> RECORD SET
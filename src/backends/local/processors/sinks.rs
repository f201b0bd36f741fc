// Copyright (c) 2025 Steve Wagner (ciroque@live.com)
// SPDX-License-Identifier: MIT

use super::float_input;
use crate::data::{DataType, Payload, TypedData};
use crate::engine::Parameters;
use crate::errors::ProcessorError;
use crate::traits::{DataSink, ParameterSpec, PayloadSink, ProcessorInfo};

/// Logs each float it sees at `info` level.
pub struct FloatLogSink;

impl ProcessorInfo for FloatLogSink {
    fn name(&self) -> &str {
        "float_log_sink"
    }

    fn parameters(&self) -> Vec<ParameterSpec> {
        vec![ParameterSpec::optional("label", "value")]
    }
}

impl DataSink for FloatLogSink {
    fn input_type(&self) -> DataType {
        DataType::Float
    }

    fn consume(&self, data: &TypedData, params: &Parameters) -> Result<(), ProcessorError> {
        let value = float_input(self.name(), data)?;
        tracing::info!(label = params.str("label")?, value, "float sink");
        Ok(())
    }
}

/// Logs the data type and context keys of any payload.
pub struct PayloadLogSink;

impl ProcessorInfo for PayloadLogSink {
    fn name(&self) -> &str {
        "payload_log_sink"
    }
}

impl PayloadSink for PayloadLogSink {
    fn input_type(&self) -> DataType {
        DataType::Any
    }

    fn consume_payload(&self, payload: &Payload, _params: &Parameters) -> Result<(), ProcessorError> {
        let keys: Vec<String> = payload.context.keys().into_iter().collect();
        tracing::info!(
            data_type = payload.data.data_type().as_str(),
            context_keys = ?keys,
            "payload sink"
        );
        Ok(())
    }
}
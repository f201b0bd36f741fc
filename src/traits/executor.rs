// Copyright (c) 2025 Steve Wagner (ciroque@live.com)
// SPDX-License-Identifier: MIT

use crate::data::Payload;
use crate::errors::PipelineError;
use crate::jobs::ResultHandle;

/// Outcome of one pipeline invocation.
pub type TaskResult = Result<Payload, PipelineError>;

/// A unit of work handed to an [`Executor`]. Typically a closure owning a
/// freshly constructed pipeline and its input payload.
pub type Task = Box<dyn FnOnce() -> TaskResult + Send + 'static>;

/// Invokes a task and hands back a handle for its result.
///
/// Callers see the same interface whether the task ran synchronously, on a
/// blocking pool, or somewhere else. Implementations must:
/// - invoke the task exactly once
/// - deliver exactly one result or one failure through the handle
/// - never swallow a failure, panics included
pub trait Executor: Send + Sync {
    fn submit(&self, task: Task) -> ResultHandle<TaskResult>;

    fn name(&self) -> &'static str;
}
// Copyright (c) 2025 Steve Wagner (ciroque@live.com)
// SPDX-License-Identifier: MIT

//! Processor capability set.
//!
//! Every unit of computation is one of seven variants, each with its own trait:
//!
//! | Variant            | Consumes        | Produces                         |
//! |--------------------|-----------------|----------------------------------|
//! | [`DataOperation`]  | data            | new data                         |
//! | [`DataProbe`]      | data            | a JSON value, data passes through|
//! | [`ContextProcessor`]| context        | context mutations                |
//! | [`DataSource`]     | nothing         | data                             |
//! | [`DataSink`]       | data            | side effect, data passes through |
//! | [`PayloadSource`]  | nothing         | data and context entries         |
//! | [`PayloadSink`]    | payload         | side effect, payload passes through |
//!
//! Parameter names and defaults are declared up front through
//! [`ProcessorInfo::parameters`], so the pipeline can decide per parameter
//! whether a value comes from node configuration, the context, or a default.

use serde::Serialize;
use serde_json::Value;
use std::fmt;
use std::sync::Arc;

use crate::data::{ContextObserver, DataType, Payload, TypedData};
use crate::engine::Parameters;
use crate::errors::ProcessorError;

#[derive(Debug, Clone, Copy, PartialEq, Eq, Hash, Serialize)]
#[serde(rename_all = "snake_case")]
pub enum ProcessorKind {
    DataOperation,
    DataProbe,
    ContextProcessor,
    DataSource,
    DataSink,
    PayloadSource,
    PayloadSink,
}

impl ProcessorKind {
    /// Whether a node of this kind reads the incoming data. Sources and
    /// context mutators don't, so the adjacency and runtime type checks
    /// skip them.
    pub fn reads_data(self) -> bool {
        !matches!(
            self,
            ProcessorKind::ContextProcessor | ProcessorKind::DataSource | ProcessorKind::PayloadSource
        )
    }
}

/// One declared processing parameter.
#[derive(Debug, Clone, PartialEq)]
pub struct ParameterSpec {
    pub name: String,
    pub default: Option<Value>,
}

impl ParameterSpec {
    pub fn required(name: impl Into<String>) -> Self {
        Self {
            name: name.into(),
            default: None,
        }
    }

    pub fn optional(name: impl Into<String>, default: impl Into<Value>) -> Self {
        Self {
            name: name.into(),
            default: Some(default.into()),
        }
    }

    pub fn is_required(&self) -> bool {
        self.default.is_none()
    }
}

/// Metadata shared by all processor variants.
pub trait ProcessorInfo: Send + Sync {
    fn name(&self) -> &str;

    fn parameters(&self) -> Vec<ParameterSpec> {
        Vec::new()
    }
}

pub trait DataOperation: ProcessorInfo {
    fn input_type(&self) -> DataType;
    fn output_type(&self) -> DataType;
    fn process(&self, data: &TypedData, params: &Parameters) -> Result<TypedData, ProcessorError>;
}

pub trait DataProbe: ProcessorInfo {
    fn input_type(&self) -> DataType;
    fn probe(&self, data: &TypedData, params: &Parameters) -> Result<Value, ProcessorError>;
}

pub trait ContextProcessor: ProcessorInfo {
    /// Keys read straight from the context, outside the parameter mechanism.
    fn required_keys(&self) -> Vec<String> {
        Vec::new()
    }

    fn created_keys(&self) -> Vec<String> {
        Vec::new()
    }

    fn suppressed_keys(&self) -> Vec<String> {
        Vec::new()
    }

    fn process_context(
        &self,
        context: &mut ContextObserver<'_>,
        params: &Parameters,
    ) -> Result<(), ProcessorError>;
}

pub trait DataSource: ProcessorInfo {
    fn output_type(&self) -> DataType;
    fn produce(&self, params: &Parameters) -> Result<TypedData, ProcessorError>;
}

pub trait DataSink: ProcessorInfo {
    fn input_type(&self) -> DataType;
    fn consume(&self, data: &TypedData, params: &Parameters) -> Result<(), ProcessorError>;
}

pub trait PayloadSource: ProcessorInfo {
    fn output_type(&self) -> DataType;
    fn produce_payload(&self, params: &Parameters) -> Result<Payload, ProcessorError>;
}

pub trait PayloadSink: ProcessorInfo {
    fn input_type(&self) -> DataType;
    fn consume_payload(&self, payload: &Payload, params: &Parameters) -> Result<(), ProcessorError>;
}

/// A processor instance, tagged with its variant.
#[derive(Clone)]
pub enum Processor {
    DataOperation(Arc<dyn DataOperation>),
    DataProbe(Arc<dyn DataProbe>),
    ContextProcessor(Arc<dyn ContextProcessor>),
    DataSource(Arc<dyn DataSource>),
    DataSink(Arc<dyn DataSink>),
    PayloadSource(Arc<dyn PayloadSource>),
    PayloadSink(Arc<dyn PayloadSink>),
}

impl Processor {
    pub fn operation(op: impl DataOperation + 'static) -> Self {
        Processor::DataOperation(Arc::new(op))
    }

    pub fn probe(probe: impl DataProbe + 'static) -> Self {
        Processor::DataProbe(Arc::new(probe))
    }

    pub fn context(processor: impl ContextProcessor + 'static) -> Self {
        Processor::ContextProcessor(Arc::new(processor))
    }

    pub fn source(source: impl DataSource + 'static) -> Self {
        Processor::DataSource(Arc::new(source))
    }

    pub fn sink(sink: impl DataSink + 'static) -> Self {
        Processor::DataSink(Arc::new(sink))
    }

    pub fn payload_source(source: impl PayloadSource + 'static) -> Self {
        Processor::PayloadSource(Arc::new(source))
    }

    pub fn payload_sink(sink: impl PayloadSink + 'static) -> Self {
        Processor::PayloadSink(Arc::new(sink))
    }

    pub fn kind(&self) -> ProcessorKind {
        match self {
            Processor::DataOperation(_) => ProcessorKind::DataOperation,
            Processor::DataProbe(_) => ProcessorKind::DataProbe,
            Processor::ContextProcessor(_) => ProcessorKind::ContextProcessor,
            Processor::DataSource(_) => ProcessorKind::DataSource,
            Processor::DataSink(_) => ProcessorKind::DataSink,
            Processor::PayloadSource(_) => ProcessorKind::PayloadSource,
            Processor::PayloadSink(_) => ProcessorKind::PayloadSink,
        }
    }

    pub fn name(&self) -> &str {
        match self {
            Processor::DataOperation(p) => p.name(),
            Processor::DataProbe(p) => p.name(),
            Processor::ContextProcessor(p) => p.name(),
            Processor::DataSource(p) => p.name(),
            Processor::DataSink(p) => p.name(),
            Processor::PayloadSource(p) => p.name(),
            Processor::PayloadSink(p) => p.name(),
        }
    }

    pub fn parameters(&self) -> Vec<ParameterSpec> {
        match self {
            Processor::DataOperation(p) => p.parameters(),
            Processor::DataProbe(p) => p.parameters(),
            Processor::ContextProcessor(p) => p.parameters(),
            Processor::DataSource(p) => p.parameters(),
            Processor::DataSink(p) => p.parameters(),
            Processor::PayloadSource(p) => p.parameters(),
            Processor::PayloadSink(p) => p.parameters(),
        }
    }

    /// Type of the data a node wrapping this processor accepts.
    ///
    /// Sources start from [`DataType::Empty`]; context processors never look at data.
    pub fn input_type(&self) -> DataType {
        match self {
            Processor::DataOperation(p) => p.input_type(),
            Processor::DataProbe(p) => p.input_type(),
            Processor::ContextProcessor(_) => DataType::Any,
            Processor::DataSource(_) | Processor::PayloadSource(_) => DataType::Empty,
            Processor::DataSink(p) => p.input_type(),
            Processor::PayloadSink(p) => p.input_type(),
        }
    }

    /// Type of the data leaving the node. Probes and sinks pass their input through.
    pub fn output_type(&self) -> DataType {
        match self {
            Processor::DataOperation(p) => p.output_type(),
            Processor::DataSource(p) => p.output_type(),
            Processor::PayloadSource(p) => p.output_type(),
            Processor::DataProbe(_)
            | Processor::ContextProcessor(_)
            | Processor::DataSink(_)
            | Processor::PayloadSink(_) => self.input_type(),
        }
    }
}

impl fmt::Debug for Processor {
    fn fmt(&self, f: &mut fmt::Formatter<'_>) -> fmt::Result {
        f.debug_struct("Processor")
            .field("kind", &self.kind())
            .field("name", &self.name())
            .finish()
    }
}

#[cfg(test)]
mod tests {
    use super::*;

    #[test]
    fn test_reads_data_by_kind() {
        struct TestCase {
            kind: ProcessorKind,
            reads_data: bool,
        }

        let test_cases = vec![
            TestCase { kind: ProcessorKind::DataOperation, reads_data: true },
            TestCase { kind: ProcessorKind::DataProbe, reads_data: true },
            TestCase { kind: ProcessorKind::ContextProcessor, reads_data: false },
            TestCase { kind: ProcessorKind::DataSource, reads_data: false },
            TestCase { kind: ProcessorKind::DataSink, reads_data: true },
            TestCase { kind: ProcessorKind::PayloadSource, reads_data: false },
            TestCase { kind: ProcessorKind::PayloadSink, reads_data: true },
        ];

        for case in test_cases {
            assert_eq!(case.kind.reads_data(), case.reads_data, "kind: {:?}", case.kind);
        }
    }
}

> ACTION ITEM
What are the lines of the data above that include the string "ParameterSpec"? Copy them.

> THE COMPLETED TASK
use crate::traits::{DataSink, ParameterSpec, PayloadSink, ProcessorInfo};
    fn parameters(&self) -> Vec<ParameterSpec> {
        vec![ParameterSpec::optional("label", "value")]
pub struct ParameterSpec {
impl ParameterSpec {
    fn parameters(&self) -> Vec<ParameterSpec> {
    pub fn parameters(&self) -> Vec<ParameterSpec> {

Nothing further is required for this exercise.